The current VF Commodore is the last of the all-Australian line, but the nameplate that hit the road in 1978 will live on into 2018 and beyond. GM Holden is not confirming the car, but is locking in the Commodore name for the imported front-wheel drive full-sized replacement for the current car.
The decision comes after extensive positive research into the history, support and potential for the badge. It’s no surprise to the Holden faithful, although GM’s head of international operations – who also made the final decision on the Elizabeth factory closure – is happy to claim the credit.
“We are confident that, from 2018, we can honour Commodore’s heritage and chart a new direction for the next-generation vehicle that is worthy of the esteemed Commodore name,” said Stefan Jacoby. “I cannot reveal full details of the next-generation vehicle, but I can say it will either compare very favourably or improve on the current Commodore’s dynamic performance, acceleration, fuel economy, running costs and mass.”
The answer to the Commodore question also brings a welcome commitment to the new car as Holden’s future V8 Supercar [although the category will, by that stage, be known as ‘Supercars’] spearhead, effectively ending speculation that the two-door Camaro coupe would go head-to-head with the Ford Mustang on Australian racetracks.
“We have every intention of racing Commodore for many years to come,” said Simon McNamara, Holden’s motorsport chief.
“Racing is an integral part of Holden’s DNA and Commodore is the most successful nameplate in Australian touring car and V8 Supercar history. We are looking forward to winning races and championships with Commodores in the future.”
Even though the Commodore name question is settled, there is still no decision on a successor as company president following the shock departure of Gerry Dorizas after just five months in the top job at Fishermans Bend. But the man in charge of sales, Peter Keley, is happy to be talking openly about the name plan.

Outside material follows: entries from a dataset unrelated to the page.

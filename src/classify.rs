use crate::track::WaypointKind;

const START_MARKERS: [&str; 2] = ["start", "początek"];
const END_MARKERS: [&str; 2] = ["koniec", "meta"];

/// Label a named placemark as start, end or station from its name.
///
/// Case-insensitive substring heuristic; start markers win over end markers.
/// A station literally named "Start ..." will be misclassified, which is
/// acceptable for the known set of route files.
pub fn classify_waypoint(name: &str) -> WaypointKind {
    let lower = name.to_lowercase();
    if START_MARKERS.iter().any(|m| lower.contains(m)) {
        WaypointKind::Start
    } else if END_MARKERS.iter().any(|m| lower.contains(m)) {
        WaypointKind::End
    } else {
        WaypointKind::Station
    }
}
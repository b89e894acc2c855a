/// Parsed KML document: every placemark found, in document order.
#[derive(Debug, Default)]
pub struct KmlData {
    pub placemarks: Vec<Placemark>,
}

/// A KML `<Placemark>` with its flattened geometries.
#[derive(Debug, Clone, Default)]
pub struct Placemark {
    pub name: Option<String>,
    pub description: Option<String>,
    pub geometries: Vec<KmlGeometry>,
}

/// A single coordinate tuple as written in KML: `lon,lat[,alt]`.
#[derive(Debug, Clone, Copy, PartialEq)]
pub struct KmlCoord {
    pub lon: f64,
    pub lat: f64,
    pub alt: Option<f64>,
}

impl KmlCoord {
    pub fn new(lon: f64, lat: f64) -> Self {
        Self { lon, lat, alt: None }
    }
}

#[derive(Debug, Clone, PartialEq)]
pub enum KmlGeometry {
    Point(KmlCoord),
    /// `<LineString>` or `<gx:Track>`.
    LineString(Vec<KmlCoord>),
}

impl KmlGeometry {
    pub fn is_line(&self) -> bool {
        matches!(self, Self::LineString(_))
    }
}
use std::cell::Cell;

/// `localStorage` key holding the last selected road id.
pub const SELECTED_ROUTE_KEY: &str = "selectedRouteId";

/// Best-effort persistence of the last selected road.
pub trait SelectionStore {
    /// `None` when nothing was stored or the value is unreadable.
    fn load(&self) -> Option<u32>;
    fn save(&self, road_id: u32);
}

/// Browser `localStorage` backed store. Silently does nothing when storage
/// is unavailable (private mode, no window).
#[derive(Debug, Clone, Copy, Default)]
pub struct LocalStorageStore;

impl LocalStorageStore {
    fn storage() -> Option<web_sys::Storage> {
        web_sys::window()?.local_storage().ok()?
    }
}

impl SelectionStore for LocalStorageStore {
    fn load(&self) -> Option<u32> {
        let value = Self::storage()?.get_item(SELECTED_ROUTE_KEY).ok()??;
        parse_road_id(&value)
    }

    fn save(&self, road_id: u32) {
        let Some(storage) = Self::storage() else { return };
        if storage
            .set_item(SELECTED_ROUTE_KEY, &road_id.to_string())
            .is_err()
        {
            log::warn!("Could not persist selected road {road_id}");
        }
    }
}

/// In-memory store, for hosts without `localStorage`.
#[derive(Debug, Default)]
pub struct MemoryStore {
    value: Cell<Option<u32>>,
}

impl MemoryStore {
    pub fn with_value(road_id: u32) -> Self {
        Self {
            value: Cell::new(Some(road_id)),
        }
    }
}

impl SelectionStore for MemoryStore {
    fn load(&self) -> Option<u32> {
        self.value.get()
    }

    fn save(&self, road_id: u32) {
        self.value.set(Some(road_id));
    }
}

fn parse_road_id(value: &str) -> Option<u32> {
    value.trim().parse().ok()
}

#[cfg(test)]
mod tests {
    use super::*;

    #[test]
    fn test_parse_road_id() {
        assert_eq!(parse_road_id("7"), Some(7));
        assert_eq!(parse_road_id(" 12 "), Some(12));
        assert_eq!(parse_road_id(""), None);
        assert_eq!(parse_road_id("null"), None);
        assert_eq!(parse_road_id("-3"), None);
    }

    #[test]
    fn test_memory_store() {
        let store = MemoryStore::default();
        assert_eq!(store.load(), None);
        store.save(5);
        store.save(9);
        assert_eq!(store.load(), Some(9));
    }
}
use std::cell::{Cell, RefCell};

use crate::catalog::{find_road, Road};
use crate::error::{KmlTrackError, Result};
use crate::loader::{load_track, or_fallback};
use crate::options::LoaderOptions;
use crate::source::{DocumentFetcher, TrackSource};
use crate::storage::SelectionStore;
use crate::track::LoadedTrack;

/// Identifies one load request. Only the most recently issued ticket may
/// publish its result.
#[derive(Debug, Clone, Copy, PartialEq, Eq)]
pub struct RequestTicket(u64);

#[derive(Debug, Default)]
pub struct RequestTracker {
    latest: Cell<u64>,
}

impl RequestTracker {
    pub fn begin(&self) -> RequestTicket {
        let next = self.latest.get() + 1;
        self.latest.set(next);
        RequestTicket(next)
    }

    /// Invalidate every ticket issued so far.
    pub fn invalidate(&self) {
        self.begin();
    }

    pub fn is_current(&self, ticket: RequestTicket) -> bool {
        self.latest.get() == ticket.0
    }
}

/// The road currently shown and its loaded track.
#[derive(Debug, Clone, PartialEq)]
pub struct Selection {
    pub road_id: u32,
    pub loaded: LoadedTrack,
}

/// State behind one map preview: which road is selected, whether a load is
/// in flight, and the last applied result.
///
/// Every selection fetches and parses again; nothing is cached across
/// selections.
pub struct TrackPreview<F, S> {
    fetcher: F,
    store: S,
    options: LoaderOptions,
    requests: RequestTracker,
    loading: Cell<bool>,
    current: RefCell<Option<Selection>>,
}

impl<F: DocumentFetcher, S: SelectionStore> TrackPreview<F, S> {
    pub fn new(fetcher: F, store: S, options: LoaderOptions) -> Self {
        Self {
            fetcher,
            store,
            options,
            requests: RequestTracker::default(),
            loading: Cell::new(false),
            current: RefCell::new(None),
        }
    }

    /// Select a road and load its track.
    ///
    /// Returns `None` when another selection (or [`clear`](Self::clear))
    /// happened while this one was loading; the late result is dropped.
    pub async fn select(&self, road_id: u32) -> Option<LoadedTrack> {
        let ticket = self.begin(road_id);
        let loaded = self.load_road(road_id).await;
        self.complete(ticket, road_id, loaded)
    }

    /// Start a request for `road_id`: persist the choice, mark loading and
    /// drop the track of any other road still on screen.
    pub fn begin(&self, road_id: u32) -> RequestTicket {
        self.store.save(road_id);
        self.loading.set(true);
        let mut current = self.current.borrow_mut();
        if current.as_ref().is_some_and(|s| s.road_id != road_id) {
            current.take();
        }
        self.requests.begin()
    }

    /// Publish a finished load if `ticket` is still the latest request.
    pub fn complete(
        &self,
        ticket: RequestTicket,
        road_id: u32,
        loaded: LoadedTrack,
    ) -> Option<LoadedTrack> {
        if !self.requests.is_current(ticket) {
            log::debug!("Discarding stale track for road {road_id}");
            return None;
        }
        self.loading.set(false);
        *self.current.borrow_mut() = Some(Selection {
            road_id,
            loaded: loaded.clone(),
        });
        Some(loaded)
    }

    /// Back to the road list: forget the shown track and ignore any load
    /// still in flight.
    pub fn clear(&self) {
        self.requests.invalidate();
        self.loading.set(false);
        self.current.borrow_mut().take();
    }

    /// The road remembered from a previous visit, if it still exists.
    pub fn restore_selection(&self) -> Option<&'static Road> {
        let road_id = self.store.load()?;
        let road = find_road(road_id);
        if road.is_none() {
            log::info!("Ignoring stored selection of unknown road {road_id}");
        }
        road
    }

    pub fn current(&self) -> Option<Selection> {
        self.current.borrow().clone()
    }

    pub fn is_loading(&self) -> bool {
        self.loading.get()
    }

    async fn load_road(&self, road_id: u32) -> LoadedTrack {
        match road_source(road_id) {
            Ok(source) => load_track(&self.fetcher, &source, &self.options).await,
            Err(e) => or_fallback(Err(e)),
        }
    }
}

fn road_source(road_id: u32) -> Result<TrackSource> {
    let road = find_road(road_id).ok_or(KmlTrackError::UnknownRoad(road_id))?;
    log::info!("Loading track for road {} ({})", road.id, road.name);
    road.track_source()
}

#[cfg(test)]
mod tests {
    use super::*;

    #[test]
    fn test_tracker_latest_wins() {
        let tracker = RequestTracker::default();
        let first = tracker.begin();
        let second = tracker.begin();
        assert!(!tracker.is_current(first));
        assert!(tracker.is_current(second));
        tracker.invalidate();
        assert!(!tracker.is_current(second));
    }
}
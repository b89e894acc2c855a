use quick_xml::errors::IllFormedError;
use quick_xml::events::{BytesStart, Event};
use quick_xml::Reader;

use crate::error::{KmlTrackError, Result};
use crate::kml_types::*;

/// Parse a KML XML string into KmlData.
///
/// Placemarks are collected wherever they appear (`Document`, nested
/// `Folder`s, or directly under `<kml>`).
pub fn parse_kml(xml: &str) -> Result<KmlData> {
    let mut reader = Reader::from_str(xml);
    let mut data = KmlData::default();
    // Containers (kml, Document, Folder) still open around the cursor.
    let mut open: Vec<Vec<u8>> = Vec::new();

    loop {
        match reader.read_event() {
            Ok(Event::Start(e)) => {
                if e.local_name().as_ref() == b"Placemark" {
                    data.placemarks.push(parse_placemark(&mut reader)?);
                } else {
                    open.push(e.name().0.to_vec());
                }
            }
            Ok(Event::End(_)) => {
                open.pop();
            }
            Ok(Event::Eof) => match open.last() {
                Some(name) => return Err(truncated(name)),
                None => break,
            },
            Err(e) => return Err(KmlTrackError::XmlParse(e)),
            _ => {}
        }
    }

    Ok(data)
}

/// Parse a <Placemark> element.
/// Called after receiving Event::Start for the placemark.
fn parse_placemark<'a>(reader: &mut Reader<&'a [u8]>) -> Result<Placemark> {
    let mut placemark = Placemark::default();

    loop {
        match reader.read_event() {
            Ok(Event::Start(e)) => match e.local_name().as_ref() {
                b"name" => placemark.name = Some(read_text(reader, &e)?),
                b"description" => {
                    placemark.description = Some(read_text(reader, &e)?);
                }
                b"Point" => {
                    if let Some(coord) = parse_point(reader)? {
                        placemark.geometries.push(KmlGeometry::Point(coord));
                    }
                }
                b"LineString" => push_line(&mut placemark.geometries, parse_line_string(reader)?),
                b"Track" => push_line(&mut placemark.geometries, parse_gx_track(reader)?),
                b"MultiGeometry" => {
                    parse_multi_geometry(reader, b"MultiGeometry", &mut placemark.geometries)?;
                }
                b"MultiTrack" => {
                    parse_multi_geometry(reader, b"MultiTrack", &mut placemark.geometries)?;
                }
                _ => {
                    // Style, ExtendedData, Polygon, TimeStamp, ...
                    reader
                        .read_to_end(e.name())
                        .map_err(KmlTrackError::XmlParse)?;
                }
            },
            Ok(Event::End(e)) if e.local_name().as_ref() == b"Placemark" => break,
            Ok(Event::Eof) => return Err(truncated(b"Placemark")),
            Err(e) => return Err(KmlTrackError::XmlParse(e)),
            _ => {}
        }
    }

    Ok(placemark)
}

/// Parse the children of a <MultiGeometry> or <gx:MultiTrack>, flattening
/// nested collections into `out`.
fn parse_multi_geometry<'a>(
    reader: &mut Reader<&'a [u8]>,
    end_local_name: &[u8],
    out: &mut Vec<KmlGeometry>,
) -> Result<()> {
    loop {
        match reader.read_event() {
            Ok(Event::Start(e)) => match e.local_name().as_ref() {
                b"Point" => {
                    if let Some(coord) = parse_point(reader)? {
                        out.push(KmlGeometry::Point(coord));
                    }
                }
                b"LineString" => push_line(out, parse_line_string(reader)?),
                b"Track" => push_line(out, parse_gx_track(reader)?),
                b"MultiGeometry" => parse_multi_geometry(reader, b"MultiGeometry", out)?,
                _ => {
                    reader
                        .read_to_end(e.name())
                        .map_err(KmlTrackError::XmlParse)?;
                }
            },
            Ok(Event::End(e)) if e.local_name().as_ref() == end_local_name => break,
            Ok(Event::Eof) => return Err(truncated(end_local_name)),
            Err(e) => return Err(KmlTrackError::XmlParse(e)),
            _ => {}
        }
    }

    Ok(())
}

fn push_line(out: &mut Vec<KmlGeometry>, coords: Vec<KmlCoord>) {
    if !coords.is_empty() {
        out.push(KmlGeometry::LineString(coords));
    }
}

/// Parse a <Point>. Returns `None` when it carries no coordinates.
fn parse_point<'a>(reader: &mut Reader<&'a [u8]>) -> Result<Option<KmlCoord>> {
    let mut coord = None;

    loop {
        match reader.read_event() {
            Ok(Event::Start(e)) => match e.local_name().as_ref() {
                b"coordinates" => {
                    let text = read_text(reader, &e)?;
                    coord = parse_coordinates(&text)?.into_iter().next();
                }
                _ => {
                    reader
                        .read_to_end(e.name())
                        .map_err(KmlTrackError::XmlParse)?;
                }
            },
            Ok(Event::End(e)) if e.local_name().as_ref() == b"Point" => break,
            Ok(Event::Eof) => return Err(truncated(b"Point")),
            Err(e) => return Err(KmlTrackError::XmlParse(e)),
            _ => {}
        }
    }

    Ok(coord)
}

/// Parse a <LineString>.
fn parse_line_string<'a>(reader: &mut Reader<&'a [u8]>) -> Result<Vec<KmlCoord>> {
    let mut coords = Vec::new();

    loop {
        match reader.read_event() {
            Ok(Event::Start(e)) => match e.local_name().as_ref() {
                b"coordinates" => {
                    let text = read_text(reader, &e)?;
                    coords.extend(parse_coordinates(&text)?);
                }
                _ => {
                    // extrude, tessellate, altitudeMode
                    reader
                        .read_to_end(e.name())
                        .map_err(KmlTrackError::XmlParse)?;
                }
            },
            Ok(Event::End(e)) if e.local_name().as_ref() == b"LineString" => break,
            Ok(Event::Eof) => return Err(truncated(b"LineString")),
            Err(e) => return Err(KmlTrackError::XmlParse(e)),
            _ => {}
        }
    }

    Ok(coords)
}

/// Parse a <gx:Track>. Each <gx:coord> holds `lon lat [alt]` separated by
/// spaces; <when> timestamps are ignored.
fn parse_gx_track<'a>(reader: &mut Reader<&'a [u8]>) -> Result<Vec<KmlCoord>> {
    let mut coords = Vec::new();

    loop {
        match reader.read_event() {
            Ok(Event::Start(e)) => match e.local_name().as_ref() {
                b"coord" => {
                    let raw = read_text(reader, &e)?;
                    if !raw.is_empty() {
                        coords.push(parse_tuple(&raw, raw.split_whitespace())?);
                    }
                }
                _ => {
                    reader
                        .read_to_end(e.name())
                        .map_err(KmlTrackError::XmlParse)?;
                }
            },
            Ok(Event::End(e)) if e.local_name().as_ref() == b"Track" => break,
            Ok(Event::Eof) => return Err(truncated(b"Track")),
            Err(e) => return Err(KmlTrackError::XmlParse(e)),
            _ => {}
        }
    }

    Ok(coords)
}

/// Parse the body of a <coordinates> element: whitespace-separated
/// `lon,lat[,alt]` tuples.
pub fn parse_coordinates(text: &str) -> Result<Vec<KmlCoord>> {
    text.split_whitespace()
        .map(|tuple| parse_tuple(tuple, tuple.split(',')))
        .collect()
}

fn parse_tuple<'s>(raw: &str, mut parts: impl Iterator<Item = &'s str>) -> Result<KmlCoord> {
    let invalid = || KmlTrackError::InvalidCoordinate {
        value: raw.to_string(),
    };
    let number = |part: &str| part.trim().parse::<f64>().ok().filter(|v| v.is_finite());

    let lon = parts.next().and_then(number).ok_or_else(invalid)?;
    let lat = parts.next().and_then(number).ok_or_else(invalid)?;
    let alt = match parts.next() {
        Some(part) if !part.trim().is_empty() => Some(number(part).ok_or_else(invalid)?),
        _ => None,
    };

    Ok(KmlCoord { lon, lat, alt })
}

/// End of input inside an element that was never closed.
fn truncated(name: &[u8]) -> KmlTrackError {
    KmlTrackError::XmlParse(quick_xml::Error::IllFormed(IllFormedError::MissingEndTag(
        String::from_utf8_lossy(name).into_owned(),
    )))
}

/// Read the text content of an element, trimmed of surrounding whitespace.
/// Text, CDATA sections (HTML descriptions) and entity references are joined
/// in document order.
fn read_text<'a>(reader: &mut Reader<&'a [u8]>, start: &BytesStart<'_>) -> Result<String> {
    let end_name = start.name().0.to_vec();
    let mut text = String::new();

    loop {
        match reader.read_event() {
            Ok(Event::Text(e)) => text.push_str(std::str::from_utf8(e.as_ref()).unwrap_or_default()),
            Ok(Event::CData(e)) => text.push_str(std::str::from_utf8(e.as_ref()).unwrap_or_default()),
            Ok(Event::GeneralRef(e)) => {
                // &#261; and &#x105; style references
                if let Ok(Some(ch)) = e.resolve_char_ref() {
                    text.push(ch);
                    continue;
                }
                let ch = match &*e {
                    b"amp" => '&',
                    b"lt" => '<',
                    b"gt" => '>',
                    b"quot" => '"',
                    b"apos" => '\'',
                    // No DTD, so nothing else can be declared
                    _ => continue,
                };
                text.push(ch);
            }
            Ok(Event::End(e)) if e.name().0 == end_name.as_slice() => break,
            Ok(Event::Eof) => return Err(truncated(&end_name)),
            Err(e) => return Err(KmlTrackError::XmlParse(e)),
            _ => {}
        }
    }

    Ok(text.trim().to_string())
}
use serde::Serialize;

use crate::error::{KmlTrackError, Result};
use crate::source::TrackSource;

/// One pilgrimage road as listed on the site.
#[derive(Debug, Clone, Copy, PartialEq, Serialize)]
#[serde(rename_all = "camelCase")]
pub struct Road {
    pub id: u32,
    pub name: &'static str,
    /// Towns the road passes, `" / "` separated.
    pub short_description: &'static str,
    pub km: u32,
    pub destination: &'static str,
    pub is_loop: bool,
    /// KML track path relative to the site root.
    pub track: Option<&'static str>,
    /// Printable PDF guide path relative to the site root.
    pub guide: Option<&'static str>,
}

impl Road {
    pub fn track_source(&self) -> Result<TrackSource> {
        self.track
            .map(|path| TrackSource::Url(path.to_string()))
            .ok_or(KmlTrackError::SourceUnavailable(self.id))
    }
}

const fn road(
    id: u32,
    name: &'static str,
    short_description: &'static str,
    km: u32,
    destination: &'static str,
    is_loop: bool,
    track: &'static str,
    guide: &'static str,
) -> Road {
    Road {
        id,
        name,
        short_description,
        km,
        destination,
        is_loop,
        track: Some(track),
        guide: Some(guide),
    }
}

static ROADS: [Road; 16] = [
    road(1, "Św. Macieja", "Andrychów / Wieprz / Radocza / Wysoka / Kalwaria", 42, "Kalwaria", false, "roads/1.kml", "roads/1.pdf"),
    road(2, "Zielona", "Andrychów / Zagórnik / Łękawica / Kalwaria", 32, "Kalwaria", false, "roads/2.kml", "roads/2.pdf"),
    road(3, "Św. Franciszka", "Andrychów / Targoszów / Ślemień / Rychwałd", 38, "Rychwałd", false, "roads/3.kml", "roads/3.pdf"),
    road(4, "JP II", "Andrychów / Zagórnik / Zembrzyce / Kalwaria", 46, "Kalwaria", false, "roads/4.kml", "roads/4.pdf"),
    road(5, "MB Różańcowej", "Andrychów / Wieprz / Wadowice / Andrychów", 43, "Andrychów", true, "roads/5.kml", "roads/5.pdf"),
    road(6, "Św. Faustyny", "Andrychów / Kaczyna / Wadowice / Andrychów", 43, "Andrychów", true, "roads/6.kml", "roads/6.pdf"),
    road(7, "Św. Józefa", "Andrychów / Roczyny / Zawadka / Wadowice", 31, "Wadowice", false, "roads/7.kml", "roads/7.pdf"),
    road(8, "Św. Stanisława", "Andrychów / Żar / Zagórnik / Andrychów", 50, "Andrychów", true, "roads/8.kml", "roads/8.pdf"),
    road(9, "Św. Klary", "Andrychów / Ślemień / Pewel Mała / Rychwałd", 46, "Rychwałd", false, "roads/9.kml", "roads/9.pdf"),
    road(10, "Wszystkich Świętych", "Andrychów / Bulowice / Frydrychowice / Andrychów", 52, "Andrychów", true, "roads/10.kml", "roads/10.pdf"),
    road(11, "Św. Krzysztof", "Andrychów / Zator / Piekary / Kraków", 82, "Kraków", false, "roads/11.kml", "roads/11.pdf"),
    road(12, "Św. Rafała", "Andrychów / Zagórnik / Kaczyna / Wadowice", 20, "Wadowice", false, "roads/12.kml", "roads/12.pdf"),
    road(13, "Św. Teresy", "Andrychów / Wieprz / Tomice / Wadowice", 23, "Wadowice", false, "roads/13.kml", "roads/13.pdf"),
    // Still being verified: no published track or guide yet.
    Road {
        id: 14,
        name: "Św. Alberta",
        short_description: "W trakcie weryfikacji",
        km: 0,
        destination: "Wadowice",
        is_loop: false,
        track: None,
        guide: None,
    },
    road(15, "Św. Urbana", "Roczyny / Żar / Kocierz / Roczyny", 39, "Roczyny", true, "roads/15.kml", "roads/15.pdf"),
    road(16, "Św. Pawła", "Roczyny / Malec / Kęty / Roczyny", 45, "Roczyny", true, "roads/16.kml", "roads/16.pdf"),
];

pub fn roads() -> &'static [Road] {
    &ROADS
}

pub fn find_road(id: u32) -> Option<&'static Road> {
    ROADS.iter().find(|r| r.id == id)
}
use wasm_bindgen::JsValue;

pub type Result<T> = std::result::Result<T, KmlTrackError>;

#[derive(Debug)]
pub enum KmlTrackError {
    XmlParse(quick_xml::Error),
    InvalidCoordinate {
        value: String,
    },
    NoTrack,
    Fetch {
        url: String,
        reason: String,
    },
    HttpStatus {
        url: String,
        status: u16,
    },
    UnknownRoad(u32),
    SourceUnavailable(u32),
}

impl std::fmt::Display for KmlTrackError {
    fn fmt(&self, f: &mut std::fmt::Formatter<'_>) -> std::fmt::Result {
        match self {
            Self::XmlParse(e) => write!(f, "XML parse error: {e}"),
            Self::InvalidCoordinate { value } => {
                write!(f, "Invalid coordinate tuple '{value}'")
            }
            Self::NoTrack => write!(f, "Document contains no line geometry"),
            Self::Fetch { url, reason } => write!(f, "Failed to fetch '{url}': {reason}"),
            Self::HttpStatus { url, status } => {
                write!(f, "HTTP {status} while fetching '{url}'")
            }
            Self::UnknownRoad(id) => write!(f, "Unknown road id {id}"),
            Self::SourceUnavailable(id) => write!(f, "Road {id} has no track file"),
        }
    }
}

impl std::error::Error for KmlTrackError {}

impl From<quick_xml::Error> for KmlTrackError {
    fn from(e: quick_xml::Error) -> Self {
        Self::XmlParse(e)
    }
}

impl From<KmlTrackError> for JsValue {
    fn from(e: KmlTrackError) -> Self {
        JsValue::from_str(&e.to_string())
    }
}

“Holden and Commodore aren’t going anywhere, they will remain pillars of Australian motoring for many years to comes. When it arrives in 2018, our new large car will honour Commodore’s heritage and support a long and successful future for Holden in Australia and New Zealand,” he says.
Keley confirms that continuing with Commodore is a no-brainer for the brand and its supporters.
“Ultimately, the overwhelming response from customers was that Holden should continue the Commodore nameplate into the future with our next-generation large car.”